Carhart: We remove the feet and continue with traction on the feet until the abdomen and the thorax come through the cavity. At that point, I would try...you have to bring the shoulders down, but you can get enough of them outside, you can do this with your finger outside of the uterus, and then at that point the fetal...the base of the skull is usually at the cervical canal.
What do you do next?
Carhart: And you can reach that, and that's where you would rupture the fetal skull to some extent and aspirate the contents out.
At what point in that process does fetal demise occur between initial remove...removal of the feet or legs and the crushing of the skul, or-I'm sorry-the decompressing of the skull?
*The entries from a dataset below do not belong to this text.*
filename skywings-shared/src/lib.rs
pub mod pii;

pub use pii::Masked;
use std::net::SocketAddr;

use anyhow::Context;
use skywings_api::{app, app_config::Config, AppState};
use tracing_subscriber::{layer::SubscriberExt, util::SubscriberInitExt};

#[tokio::main]
async fn main() -> anyhow::Result<()> {
    tracing_subscriber::registry()
        .with(
            tracing_subscriber::EnvFilter::try_from_default_env().unwrap_or_else(|_| {
                "skywings_api=debug,skywings_order=info,tower_http=debug".into()
            }),
        )
        .with(tracing_subscriber::fmt::layer())
        .init();

    let config = Config::load().context("Failed to load config")?;
    tracing::info!(
        "Starting SkyWings API on port {} (catalog size {})",
        config.server.port,
        config.catalog.size
    );

    let app = app(AppState::new(&config));

    let addr = SocketAddr::from(([0, 0, 0, 0], config.server.port));
    let listener = tokio::net::TcpListener::bind(addr)
        .await
        .with_context(|| format!("Failed to bind {}", addr))?;
    tracing::info!("Listening on {}", addr);

    axum::serve(listener, app).await.context("Server error")?;
    Ok(())
}
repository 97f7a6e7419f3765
pub mod manager;
pub mod models;
pub mod profile;
pub mod session;

pub use manager::{BookingDesk, BookingError};
pub use models::{Booking, BookingStatus};
pub use profile::{Profile, ProfileForm};
pub use session::Session;

#[cfg(test)]
mod test_support;
use axum::{
    extract::{Path, State},
    http::StatusCode,
    routing::{get, post},
    Json, Router,
};
use serde::Serialize;
use skywings_order::{Profile, ProfileForm};
use uuid::Uuid;

use crate::error::AppError;
use crate::state::AppState;

#[derive(Debug, Serialize)]
pub struct CreateSessionResponse {
    pub session_id: Uuid,
}

pub fn routes() -> Router<AppState> {
    Router::new()
        .route("/v1/sessions", post(create_session))
        .route("/v1/sessions/{session_id}/profile", get(get_profile).put(save_profile))
}

pub(crate) fn session_not_found(session_id: &Uuid) -> AppError {
    AppError::NotFoundError(format!("Session not found: {}", session_id))
}

/// POST /v1/sessions
async fn create_session(
    State(state): State<AppState>,
) -> (StatusCode, Json<CreateSessionResponse>) {
    let session_id = state.sessions.create().await;
    tracing::info!("Session created: {}", session_id);
    (StatusCode::CREATED, Json(CreateSessionResponse { session_id }))
}

/// GET /v1/sessions/{session_id}/profile
async fn get_profile(
    State(state): State<AppState>,
    Path(session_id): Path<Uuid>,
) -> Result<Json<Profile>, AppError> {
    state
        .sessions
        .with_session(&session_id, |s| s.profile.clone())
        .await
        .ok_or_else(|| session_not_found(&session_id))?
        .map(Json)
        .ok_or_else(|| AppError::NotFoundError("No profile yet".to_string()))
}

/// PUT /v1/sessions/{session_id}/profile
async fn save_profile(
    State(state): State<AppState>,
    Path(session_id): Path<Uuid>,
    Json(form): Json<ProfileForm>,
) -> Result<Json<Profile>, AppError> {
    let profile = state
        .sessions
        .with_session(&session_id, |s| s.save_profile(form).cloned())
        .await
        .ok_or_else(|| session_not_found(&session_id))??;

    Ok(Json(profile))
}
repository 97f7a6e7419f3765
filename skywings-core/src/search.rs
use serde::{Deserialize, Serialize};

use crate::flight::{Airline, CabinClass, City};
use crate::{CoreError, CoreResult};

/// Filter and ordering parameters for one search over a catalog.
#[derive(Debug, Clone, Serialize, Deserialize, PartialEq)]
pub struct SearchQuery {
    /// `None` means any departure city
    #[serde(default)]
    pub departure_city: Option<City>,
    /// `None` means any arrival city
    #[serde(default)]
    pub arrival_city: Option<City>,
    /// `None` disables the airline filter. `Some` keeps only the listed
    /// airlines, so an empty selection matches nothing.
    #[serde(default)]
    pub airlines: Option<Vec<Airline>>,
    #[serde(default, rename = "class")]
    pub cabin_class: Option<CabinClass>,
    pub price_range: PriceRange,
    #[serde(default)]
    pub sort: SortKey,
}

impl Default for SearchQuery {
    /// The search form's initial state: two airlines preselected,
    /// fares between 200 and 1000, cheapest first.
    fn default() -> Self {
        Self {
            departure_city: None,
            arrival_city: None,
            airlines: Some(vec![Airline::SkyWings, Airline::GlobalAirways]),
            cabin_class: None,
            price_range: PriceRange { min: 200.0, max: 1000.0 },
            sort: SortKey::PriceAsc,
        }
    }
}

/// Inclusive fare bounds in currency units
#[derive(Debug, Clone, Copy, Serialize, Deserialize, PartialEq)]
pub struct PriceRange {
    pub min: f64,
    pub max: f64,
}

impl PriceRange {
    pub fn new(min: f64, max: f64) -> CoreResult<Self> {
        let range = Self { min, max };
        range.validate()?;
        Ok(range)
    }

    pub fn validate(&self) -> CoreResult<()> {
        if !self.min.is_finite() || !self.max.is_finite() {
            return Err(CoreError::ValidationError(
                "price range bounds must be finite".to_string(),
            ));
        }
        if self.min > self.max {
            return Err(CoreError::ValidationError(format!(
                "price range minimum {} exceeds maximum {}",
                self.min, self.max
            )));
        }
        Ok(())
    }

    pub fn contains(&self, price: f64) -> bool {
        price >= self.min && price <= self.max
    }
}

#[derive(Debug, Clone, Copy, Serialize, Deserialize, PartialEq, Eq, Default)]
#[serde(rename_all = "snake_case")]
pub enum SortKey {
    #[default]
    PriceAsc,
    PriceDesc,
    Duration,
    DepartureTime,
}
Carhart: Well, you know, again, this is where I'm not sure what fetal demise is. I mean, I honestly have to share your concern, your Honor. You can remove the cranial contents and the fetus will still have a heartbeat for several seconds or several minutes; so is the fetus alive? I would have to say probably, although I don't think is has any brain function, so it's brain dead at that point.
So the brain death might occur when you begin suctioning out the cranium?
Carhart: I think brain death would occur because the suctioning to remove contents is only two or three seconds, so somewhere in that period of time, obviously not when you penetrate the skull, because people get shot in the head and they don't die immediately from that, if they are going to die at al, so that probably is not sufficient to kill the fetus, but I think removing the brain contents eventually will.